CBC In Depth
INDEPTH: A WORLD OF DIFFERENCE
Bosnia: Prijedor Homecoming
CBC News Online | February 19, 2004

From The National, Feb. 19, 2004

Afghanistan is like too many countries in the world today, trying to rebuild from years of bloody fighting. A case in point is Bosnia. About a quarter of a million people died in the civil war during the 1990s. Tens of thousands of others fled the fighting in Bosnia, leaving everything behind. But slowly some are returning to places like Prijedor to reclaim what once belonged to them. But that's easier said than done, and that's where some Canadians come in. They work on the principle that even the smallest of victories can make a world of difference.

The silent ranks of the dead have abruptly doubled in the past year in a Muslim cemetery near Prijedor. These are the victims of Bosnia's ethnic cleansing, rounded up, killed, tossed into mass graves. Thanks to years of meticulous forensic testing by international investigators, each of the dead now has a name and an individual grave. All share one thing: the same year of death, 1992.

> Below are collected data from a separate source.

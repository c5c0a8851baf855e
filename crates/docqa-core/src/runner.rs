use std::fmt::Write as _;
use std::path::Path;
use std::sync::Arc;

use docqa_llm::provider::LlmProvider;

use crate::channel::{Channel, ChannelError};
use crate::commands::{Command, HELP_TEXT};
use crate::session::{Answer, Session, SessionStatus};
use crate::upload::UploadedFile;

/// Drives a [`Session`] from a [`Channel`] until the user quits or input ends.
pub struct Runner<C, P> {
    channel: C,
    session: Arc<Session<P>>,
}

impl<C, P> Runner<C, P>
where
    C: Channel,
    P: LlmProvider + Clone + 'static,
{
    pub fn new(channel: C, session: Arc<Session<P>>) -> Self {
        Self { channel, session }
    }

    /// # Errors
    ///
    /// Returns an error only if the channel fails. Session errors are reported to the user.
    pub async fn run(&mut self) -> Result<(), ChannelError> {
        while let Some(message) = self.channel.recv().await? {
            match Command::parse(&message.text) {
                Command::Quit => break,
                Command::Empty => {}
                Command::Help => self.channel.send(HELP_TEXT).await?,
                Command::Usage(hint) => self.channel.send(hint).await?,
                Command::Status => {
                    let text = format_status(&self.session.status());
                    self.channel.send(&text).await?;
                }
                Command::Upload(path) => self.handle_upload(&path).await?,
                Command::Ask(question) => self.handle_question(&question).await?,
            }
        }
        tracing::debug!("input closed, leaving");
        Ok(())
    }

    async fn handle_upload(&mut self, path: &Path) -> Result<(), ChannelError> {
        let file = match UploadedFile::from_path(path).await {
            Ok(file) => file,
            Err(e) => {
                return self
                    .channel
                    .send(&format!("Cannot read {}: {e}", path.display()))
                    .await;
            }
        };

        self.channel
            .send_status(&format!("Indexing {}...", file.name))
            .await?;
        match self.session.upload(file).await {
            Ok(info) => {
                self.channel
                    .send(&format!(
                        "Indexed {}: {} chunks from {} {}.",
                        info.name,
                        info.chunks,
                        info.records,
                        if info.records == 1 { "record" } else { "records" }
                    ))
                    .await
            }
            Err(e) => self.channel.send(&format!("Upload failed: {e}")).await,
        }
    }

    async fn handle_question(&mut self, question: &str) -> Result<(), ChannelError> {
        self.channel.send_status("Thinking...").await?;
        match self.session.ask(question).await {
            Ok(answer) => self.channel.send(&format_answer(&answer)).await,
            Err(e) => self.channel.send(&format!("Error: {e}")).await,
        }
    }
}

fn format_answer(answer: &Answer) -> String {
    let mut out = answer.text.trim_end().to_owned();
    if answer.sources.is_empty() {
        return out;
    }
    out.push_str("\n\nSources:");
    for (i, source) in answer.sources.iter().enumerate() {
        let name = Path::new(&source.source)
            .file_name()
            .map_or_else(|| source.source.clone(), |n| n.to_string_lossy().into_owned());
        let _ = write!(out, "\n  [{}] {name}", i + 1);
        if let Some(page) = source.page {
            let _ = write!(out, " p.{page}");
        }
        let _ = write!(out, " (score {:.2})", source.score);
    }
    out
}

fn format_status(status: &SessionStatus) -> String {
    let mut out = format!(
        "State: {}\nEmbedding model: {}",
        status.state, status.embedding_model
    );
    match &status.document {
        Some(doc) => {
            let _ = write!(
                out,
                "\nDocument: {} ({} chunks, {} records)",
                doc.name, doc.chunks, doc.records
            );
            match &doc.path {
                Some(path) => {
                    let _ = write!(out, "\nStored at: {}", path.display());
                }
                None => out.push_str("\nStored file was overwritten by a failed upload"),
            }
        }
        None => out.push_str("\nDocument: none, use /upload <path>"),
    }
    out
}

#[cfg(test)]
mod tests {
    use std::sync::Mutex;

    use docqa_llm::mock::MockProvider;
    use docqa_memory::RetrievedChunk;

    use super::*;
    use crate::channel::ChannelMessage;
    use crate::config::Config;
    use crate::session::{DocumentInfo, SessionSettings, SessionState};

    struct MockChannel {
        messages: Vec<String>,
        sent: Arc<Mutex<Vec<String>>>,
        statuses: Arc<Mutex<Vec<String>>>,
    }

    impl MockChannel {
        fn new(messages: Vec<String>) -> Self {
            Self {
                messages,
                sent: Arc::new(Mutex::new(Vec::new())),
                statuses: Arc::new(Mutex::new(Vec::new())),
            }
        }
    }

    impl Channel for MockChannel {
        async fn recv(&mut self) -> Result<Option<ChannelMessage>, ChannelError> {
            if self.messages.is_empty() {
                Ok(None)
            } else {
                Ok(Some(ChannelMessage {
                    text: self.messages.remove(0),
                }))
            }
        }

        async fn send(&mut self, text: &str) -> Result<(), ChannelError> {
            self.sent.lock().unwrap().push(text.to_owned());
            Ok(())
        }

        async fn send_status(&mut self, text: &str) -> Result<(), ChannelError> {
            self.statuses.lock().unwrap().push(text.to_owned());
            Ok(())
        }
    }

    fn session(dir: &Path, mock: MockProvider) -> Arc<Session<MockProvider>> {
        let mut settings = SessionSettings::from(&Config::default());
        settings.dir = dir.join("session");
        Arc::new(Session::new(settings, mock.clone(), mock).unwrap())
    }

    #[tokio::test]
    async fn upload_then_question_flow() {
        let dir = tempfile::tempdir().unwrap();
        let doc = dir.path().join("facts.txt");
        std::fs::write(&doc, "The capital of France is Paris.").unwrap();

        let channel = MockChannel::new(vec![
            format!("/upload {}", doc.display()),
            "What is the capital of France?".into(),
            "/status".into(),
            "quit".into(),
            "never reached".into(),
        ]);
        let sent = Arc::clone(&channel.sent);
        let statuses = Arc::clone(&channel.statuses);
        let session = session(dir.path(), MockProvider::with_responses(vec!["Paris.".into()]));

        Runner::new(channel, Arc::clone(&session)).run().await.unwrap();

        let sent = sent.lock().unwrap();
        assert_eq!(sent.len(), 3);
        assert_eq!(sent[0], "Indexed facts.txt: 1 chunks from 1 record.");
        assert!(sent[1].starts_with("Paris.\n\nSources:\n  [1] uploaded.txt (score "));
        assert!(sent[2].contains("State: ready"));
        assert!(sent[2].contains("Document: facts.txt"));
        assert_eq!(
            *statuses.lock().unwrap(),
            vec!["Indexing facts.txt...".to_owned(), "Thinking...".to_owned()]
        );
        assert_eq!(session.state(), SessionState::Ready);
    }

    #[tokio::test]
    async fn question_before_upload_reports_error() {
        let dir = tempfile::tempdir().unwrap();
        let channel = MockChannel::new(vec!["hello?".into()]);
        let sent = Arc::clone(&channel.sent);

        Runner::new(channel, session(dir.path(), MockProvider::default()))
            .run()
            .await
            .unwrap();

        assert_eq!(
            sent.lock().unwrap()[0],
            "Error: no document indexed yet, upload one first"
        );
    }

    #[tokio::test]
    async fn rejected_upload_reports_error() {
        let dir = tempfile::tempdir().unwrap();
        let doc = dir.path().join("x.docx");
        std::fs::write(&doc, b"PK").unwrap();
        let channel = MockChannel::new(vec![format!("/upload {}", doc.display())]);
        let sent = Arc::clone(&channel.sent);

        Runner::new(channel, session(dir.path(), MockProvider::default()))
            .run()
            .await
            .unwrap();

        let sent = sent.lock().unwrap();
        assert!(sent[0].starts_with("Upload failed: unsupported file type: docx"));
        assert!(!dir.path().join("session").exists());
    }

    #[tokio::test]
    async fn missing_file_and_help() {
        let dir = tempfile::tempdir().unwrap();
        let channel = MockChannel::new(vec![
            "/upload /nonexistent/doc.pdf".into(),
            "/upload".into(),
            "/help".into(),
            String::new(),
        ]);
        let sent = Arc::clone(&channel.sent);

        Runner::new(channel, session(dir.path(), MockProvider::default()))
            .run()
            .await
            .unwrap();

        let sent = sent.lock().unwrap();
        assert_eq!(sent.len(), 3);
        assert!(sent[0].starts_with("Cannot read /nonexistent/doc.pdf"));
        assert_eq!(sent[1], "Usage: /upload <path>");
        assert_eq!(sent[2], HELP_TEXT);
    }

    #[test]
    fn format_answer_lists_pages() {
        let answer = Answer {
            text: "It is Paris.\n".into(),
            sources: vec![RetrievedChunk {
                ordinal: 3,
                text: "Paris".into(),
                score: 0.8765,
                source: "/tmp/s/uploaded.pdf".into(),
                page: Some(2),
                chunk_index: 0,
            }],
        };
        assert_eq!(
            format_answer(&answer),
            "It is Paris.\n\nSources:\n  [1] uploaded.pdf p.2 (score 0.88)"
        );
    }

    #[test]
    fn format_status_without_document() {
        let status = SessionStatus {
            state: SessionState::Idle,
            document: None,
            embedding_model: "all-minilm:33m".into(),
        };
        assert_eq!(
            format_status(&status),
            "State: idle\nEmbedding model: all-minilm:33m\nDocument: none, use /upload <path>"
        );
    }

    #[test]
    fn format_status_with_overwritten_file() {
        let status = SessionStatus {
            state: SessionState::Ready,
            document: Some(DocumentInfo {
                name: "facts.txt".into(),
                path: None,
                records: 1,
                chunks: 2,
                document_hash: "h".into(),
            }),
            embedding_model: "mock".into(),
        };
        assert_eq!(
            format_status(&status),
            "State: ready\nEmbedding model: mock\nDocument: facts.txt (2 chunks, 1 records)\n\
             Stored file was overwritten by a failed upload"
        );
    }
}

A dozen years after their exodus of terror and fire, other victims, still living, have also returned to the Prijedor region.

Prijedor itself is a bleak provincial city. In these drab streets, there is little work. For Anil, a Muslim, the decision to come back to a Serb stronghold is daunting. Six years ago, this man decided to return from exile in the U.S. His parents and brother refused.

"This thing here on the wall was the only thing... this parquet on the floor. [They ripped up the floor] …Not whole, but parts. Which means everything. Really, you know, we had to start from the beginning," Anil says.

In what is a common story, it took two years to evict the people who had taken his family apartment.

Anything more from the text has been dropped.